Я изо всех сил старалась скрыть ликование в голосе.
– Я не понимаю, – сказал самозванец.
– А что тут непонятного? Филипп часто и всегда с большим удовольствием играл на рояле. И раз уж вы выдаете себя за Филиппа, я подумала, было бы чудесно, если бы вы для меня что-нибудь сыграли.
Самозванец побелел как полотно. Нависла тишина. И она ширилась и пульсировала.
– Что скажете? Будем музицировать или как?
Самозванец застыл этаким каменным монолитом. Меня страшно злило его напускное превосходство, его отчаянное равнодушие ко всему, что я говорила, злило и то, что он возомнил, будто может вот так запросто поселиться в комнате для гостей. Я опять шагнула вперед, взяла вправо, снова пытаясь добраться до сумки, и на этот раз мне это удалось, я дернула «молнию».
То, что произошло потом, произошло невероятно быстро, за какие-то доли секунды.
Одним прыжком незнакомец оказался рядом и вырвал у меня из рук сумку, та скользнула на пол.
– Не тронь мои вещи! – заорал он так громко, что в левом ухе у меня запищало, я почувствовала на лице его дыхание, настолько близко он ко мне подступил.
– Руки прочь от моих вещей! – снова заорал он, схватил деревянный ночной столик, стоявший посреди комнаты, и запустил его в стену. Дерево растрескалось как косточки, когда столик с грохотом упал на пол. С отломанными ножками он походил теперь на раненого зверя. Треск и грохот сменила оглушительная тишина.
Я, не отрываясь, смотрела на самозванца. Тот тяжело дышал. Что-то архаическое прочитывалось в его взгляде, из-за огромных зрачков глаза его казались абсолютно черными. Ни разу, еще ни разу в жизни я не сталкивалась с такой яростью.
– Тебе лучше уйти, – нарушил он тишину.
Спокойствие снова вернулось к нему. Но из-за этого угроза в его голосе казалась еще более тревожной.
Мне потребовалось несколько мгновений, чтобы оправиться от шока. Еще за секунду до взрыва этот человек производил впечатление хладнокровного и невозмутимого. Отсюда напрашивался вывод: я имела дело с совершенно непредсказуемым типом.
Я гордо вскинула голову, подняла подбородок. Конечно, психика моя надломлена, но чтобы меня терроризировали в собственном доме – такого я не допущу.
– Думаете, вам удастся обратить меня в бегство? Ошибаетесь! Это мой дом, – выдала я.
Самозванец пристально на меня посмотрел, но выражение его лица оставалось неопределенным. Потом он начал бормотать.
Прозвучало что-то вроде «мания, лабильный» и еще другое, совсем невнятное.
Я наблюдала за ним, больше ничего не оставалось. Присутствие этого человека сообщало мне все возрастающую тревогу.
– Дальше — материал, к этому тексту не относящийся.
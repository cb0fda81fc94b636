use crate::error::AppError;
use sqlx::{PgPool, Postgres, Transaction};
use std::time::Duration;
use tracing::info;

#[derive(Clone)]
pub struct Database {
    pool: PgPool,
}

impl Database {
    pub async fn new(database_url: &str, max_connections: u32) -> Result<Self, AppError> {
        let pool = sqlx::postgres::PgPoolOptions::new()
            .max_connections(max_connections)
            .acquire_timeout(Duration::from_secs(30))
            .idle_timeout(Duration::from_secs(600))
            .connect(database_url)
            .await?;

        Ok(Database { pool })
    }

    pub fn from_pool(pool: PgPool) -> Self {
        Database { pool }
    }

    pub async fn migrate(&self) -> Result<(), AppError> {
        info!("Running database migrations");
        sqlx::migrate!("./migrations").run(&self.pool).await?;
        Ok(())
    }

    pub fn pool(&self) -> &PgPool {
        &self.pool
    }

    pub async fn begin(&self) -> Result<Transaction<'static, Postgres>, AppError> {
        Ok(self.pool.begin().await?)
    }

    /// Liveness check used by the health endpoint
    pub async fn ping(&self) -> bool {
        sqlx::query_scalar::<_, i32>("SELECT 1")
            .fetch_one(&self.pool)
            .await
            .is_ok()
    }
}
– Ты ведь и вправду ничего не понимаешь? – спросил тот угрюмо. Его темные глаза угрожающе сверкнули. – Ты понятия не имеешь, что происходит.
Я действительно не разумела, куда он клонит, но уже было все равно.
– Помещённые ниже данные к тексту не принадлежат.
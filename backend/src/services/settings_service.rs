use pharmacy_shared::{SiteSettingsForm, SETTINGS_URL_MAX_LENGTH};
use serde::Serialize;
use sqlx::PgPool;
use std::collections::BTreeMap;
use tracing::info;
use validator::ValidationError;

use crate::error::AppError;
use crate::models::site_settings::{SettingsUpdate, SiteSettings};
use crate::utils::validation::{blank_to_none, clean_whatsapp_number, normalize_social_url, whatsapp_link_number};

/// Settings as templates consume them, with the wa.me number resolved
#[derive(Debug, Clone, Serialize)]
pub struct PublicSettings {
    #[serde(flatten)]
    pub settings: SiteSettings,
    pub whatsapp_link_number: String,
}

/// Validate and normalize every field of the settings form.
/// Errors are collected per field instead of stopping at the first one.
pub fn clean_settings_form(form: &SiteSettingsForm) -> Result<SettingsUpdate, AppError> {
    let mut errors: BTreeMap<String, Vec<String>> = BTreeMap::new();

    let mut social = |field: &str, value: &str, domain: &str| -> Option<String> {
        let value = blank_to_none(value)?;
        match normalize_social_url(value, domain) {
            Ok(url) => Some(url),
            Err(e) => {
                errors.entry(field.to_string()).or_default().push(message_of(&e));
                None
            }
        }
    };

    let facebook_url = social("facebook_url", &form.facebook_url, "facebook.com");
    let instagram_url = social("instagram_url", &form.instagram_url, "instagram.com");
    let youtube_url = social("youtube_url", &form.youtube_url, "youtube.com");
    let twitter_url = social("twitter_url", &form.twitter_url, "twitter.com");
    let linkedin_url = social("linkedin_url", &form.linkedin_url, "linkedin.com");

    let mut website_url = match blank_to_none(&form.website_url) {
        Some(url) => {
            let url = if url.starts_with("http://") || url.starts_with("https://") {
                url.to_string()
            } else {
                format!("https://{}", url)
            };
            if validator::validate_url(url.as_str()) {
                Some(url)
            } else {
                errors
                    .entry("website_url".to_string())
                    .or_default()
                    .push("Please enter a valid URL".to_string());
                None
            }
        }
        None => None,
    };

    // Checked after normalization, which can add a scheme
    let mut limit_length = |field: &str, url: Option<String>| -> Option<String> {
        match url {
            Some(url) if url.chars().count() > SETTINGS_URL_MAX_LENGTH => {
                errors.entry(field.to_string()).or_default().push(format!(
                    "Ensure this value has at most {} characters (it has {}).",
                    SETTINGS_URL_MAX_LENGTH,
                    url.chars().count()
                ));
                None
            }
            other => other,
        }
    };
    let facebook_url = limit_length("facebook_url", facebook_url);
    let instagram_url = limit_length("instagram_url", instagram_url);
    let youtube_url = limit_length("youtube_url", youtube_url);
    let twitter_url = limit_length("twitter_url", twitter_url);
    let linkedin_url = limit_length("linkedin_url", linkedin_url);
    website_url = limit_length("website_url", website_url);

    let whatsapp_number = match blank_to_none(&form.whatsapp_number) {
        Some(number) => match clean_whatsapp_number(number) {
            Ok(cleaned) => Some(cleaned),
            Err(e) => {
                errors
                    .entry("whatsapp_number".to_string())
                    .or_default()
                    .push(message_of(&e));
                None
            }
        },
        None => None,
    };

    if !errors.is_empty() {
        return Err(AppError::InvalidForm(errors));
    }

    Ok(SettingsUpdate {
        facebook_url,
        instagram_url,
        youtube_url,
        twitter_url,
        linkedin_url,
        whatsapp_number,
        website_url,
    })
}

fn message_of(error: &ValidationError) -> String {
    error
        .message
        .as_ref()
        .map(|m| m.to_string())
        .unwrap_or_else(|| error.code.to_string())
}

#[derive(Clone)]
pub struct SettingsService {
    db_pool: PgPool,
}

impl SettingsService {
    pub fn new(db_pool: PgPool) -> Self {
        Self { db_pool }
    }

    pub async fn get(&self) -> Result<SiteSettings, AppError> {
        SiteSettings::get_or_create(&self.db_pool).await
    }

    pub async fn public(&self) -> Result<PublicSettings, AppError> {
        let settings = self.get().await?;
        let whatsapp_link_number = whatsapp_link_number(settings.whatsapp_number.as_deref());
        Ok(PublicSettings {
            settings,
            whatsapp_link_number,
        })
    }

    pub async fn update(&self, form: &SiteSettingsForm) -> Result<SiteSettings, AppError> {
        let update = clean_settings_form(form)?;
        let settings = SiteSettings::save(&self.db_pool, &update).await?;
        info!("Site settings updated");
        Ok(settings)
    }
}

#[cfg(test)]
mod tests {
    use super::*;

    #[test]
    fn blank_fields_become_null() {
        let update = clean_settings_form(&SiteSettingsForm::default()).unwrap();
        assert_eq!(update, SettingsUpdate::default());
    }

    #[test]
    fn urls_and_numbers_are_normalized() {
        let form = SiteSettingsForm {
            facebook_url: "facebook.com/corner-pharmacy".to_string(),
            instagram_url: "http://instagram.com/corner.pharmacy".to_string(),
            whatsapp_number: "+91 98765-43210".to_string(),
            website_url: "cornerpharmacy.in".to_string(),
            ..SiteSettingsForm::default()
        };
        let update = clean_settings_form(&form).unwrap();

        assert_eq!(update.facebook_url.as_deref(), Some("https://facebook.com/corner-pharmacy"));
        assert_eq!(update.instagram_url.as_deref(), Some("https://instagram.com/corner.pharmacy"));
        assert_eq!(update.whatsapp_number.as_deref(), Some("+919876543210"));
        assert_eq!(update.website_url.as_deref(), Some("https://cornerpharmacy.in"));
        assert_eq!(update.youtube_url, None);
    }

    #[test]
    fn overlong_urls_are_field_errors() {
        let form = SiteSettingsForm {
            youtube_url: format!("youtube.com/{}", "c".repeat(190)),
            website_url: format!("cornerpharmacy.in/{}", "p".repeat(180)),
            instagram_url: "instagram.com/short".to_string(),
            ..SiteSettingsForm::default()
        };

        match clean_settings_form(&form) {
            Err(AppError::InvalidForm(fields)) => {
                assert!(fields["youtube_url"][0].starts_with("Ensure this value has at most 200 characters"));
                assert!(fields.contains_key("website_url"));
                assert!(!fields.contains_key("instagram_url"));
            }
            other => panic!("unexpected result: {other:?}"),
        }

        let form = SiteSettingsForm {
            website_url: format!("cornerpharmacy.in/{}", "p".repeat(174)),
            ..SiteSettingsForm::default()
        };
        let update = clean_settings_form(&form).unwrap();
        assert_eq!(update.website_url.map(|url| url.len()), Some(200));
    }

    #[test]
    fn every_bad_field_is_reported() {
        let form = SiteSettingsForm {
            facebook_url: "https://example.com/page".to_string(),
            linkedin_url: "https://facebook.com/not-linkedin".to_string(),
            whatsapp_number: "12345".to_string(),
            ..SiteSettingsForm::default()
        };

        match clean_settings_form(&form) {
            Err(AppError::InvalidForm(fields)) => {
                assert_eq!(fields["facebook_url"], vec!["URL should be for facebook.com".to_string()]);
                assert!(fields.contains_key("linkedin_url"));
                assert!(fields.contains_key("whatsapp_number"));
                assert!(!fields.contains_key("instagram_url"));
            }
            other => panic!("unexpected result: {other:?}"),
        }
    }
}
– Не извиняйтесь, не стоит себя утруждать, – фыркнула я. – Это вы не знаете. Вы не знаете, с кем имеете дело!
– Ты истеричка, – проговорил он с наслаждением. – Видела бы ты себя! Если намерена продолжать в том же духе, то загремишь в психушку! Ты хоть это осознаешь?
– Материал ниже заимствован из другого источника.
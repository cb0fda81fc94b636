//! Database models for the pharmacy storefront
//!
//! Each model maps to a table and carries its own queries as associated
//! functions on the row type.

pub mod cart;
pub mod category;
pub mod contact;
pub mod feedback;
pub mod media;
pub mod medicine;
pub mod order;
pub mod session;
pub mod site_settings;

// Re-export commonly used models
pub use cart::{Cart, CartItem, CartItemRow};
pub use category::{Category, CategorySummary};
pub use contact::ContactMessage;
pub use feedback::{CustomerFeedback, FeedbackCounts, FeedbackFilter, FeedbackStatus, ProductFeedback};
pub use media::{MediaVideo, VideoFilter, VideoStatus};
pub use medicine::{Medicine, MedicineFilter, MedicineImage, MedicineSort, StockBand};
pub use order::{DateWindow, NewOrder, NewOrderItem, Order, OrderFilter, OrderItem};
pub use session::{GuestCartLine, SessionData, SessionRecord};
pub use site_settings::{SettingsUpdate, SiteSettings};

/// Clamp page / per-page query values and turn them into LIMIT/OFFSET
pub fn page_window(page: Option<i64>, per_page: i64) -> (i64, i64, i64) {
    let per_page = per_page.clamp(1, pharmacy_shared::MAX_PAGE_SIZE);
    // OFFSET must stay representable for absurd page numbers
    let page = page.unwrap_or(1).clamp(1, i64::MAX / per_page);
    (page, per_page, (page - 1) * per_page)
}

#[cfg(test)]
mod tests {
    use super::*;

    #[test]
    fn page_window_clamps_input() {
        assert_eq!(page_window(None, 12), (1, 12, 0));
        assert_eq!(page_window(Some(3), 12), (3, 12, 24));
        assert_eq!(page_window(Some(-4), 20), (1, 20, 0));
        assert_eq!(page_window(Some(2), 1000), (2, 100, 100));

        let last = i64::MAX / 12;
        assert_eq!(page_window(Some(i64::MAX), 12), (last, 12, (last - 1) * 12));
    }
}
Холод крепко сковал меня, я почувствовала во рту металлический привкус. Посмотрела наглецу прямо в глаза.
– Надеюсь, ты не думаешь мне угрожать! – сказала я. – Мне прекрасно известно, что творится в твоем мозгу. Ты видишь маленькую, хрупкую женщину. Идеальная жертва. Но ты даже не представляешь, с кем имеешь дело. Эта женщина после исчезновения мужа на протяжении шести месяцев просыпалась ночью каждый час и тем не менее не взяла на работе ни одного отгула. Ты разговариваешь с женщиной, которая в прошлом году пять раз участвовала в триатлоне. С женщиной, которая вмешивается, если в метро начинается потасовка, а все только стоят и глазеют. Эта женщина, не задумываясь, ампутировала бы себе ногу, чтобы спасти ребенка, и это не ради красного словца. Вот с такой женщиной ты связался. Это я. И скажу только одно: я тебя не боюсь. Я попадала в переделки и похуже.
Я холодна, как звездная январская ночь на Эльбе.
– Я не знаю, кто тебя послал. Не знаю, почему ты делаешь то, что ты делаешь. Но поверь мне: ты еще пожалеешь, что явился сюда.
Он смотрел на меня, не говоря ни слова.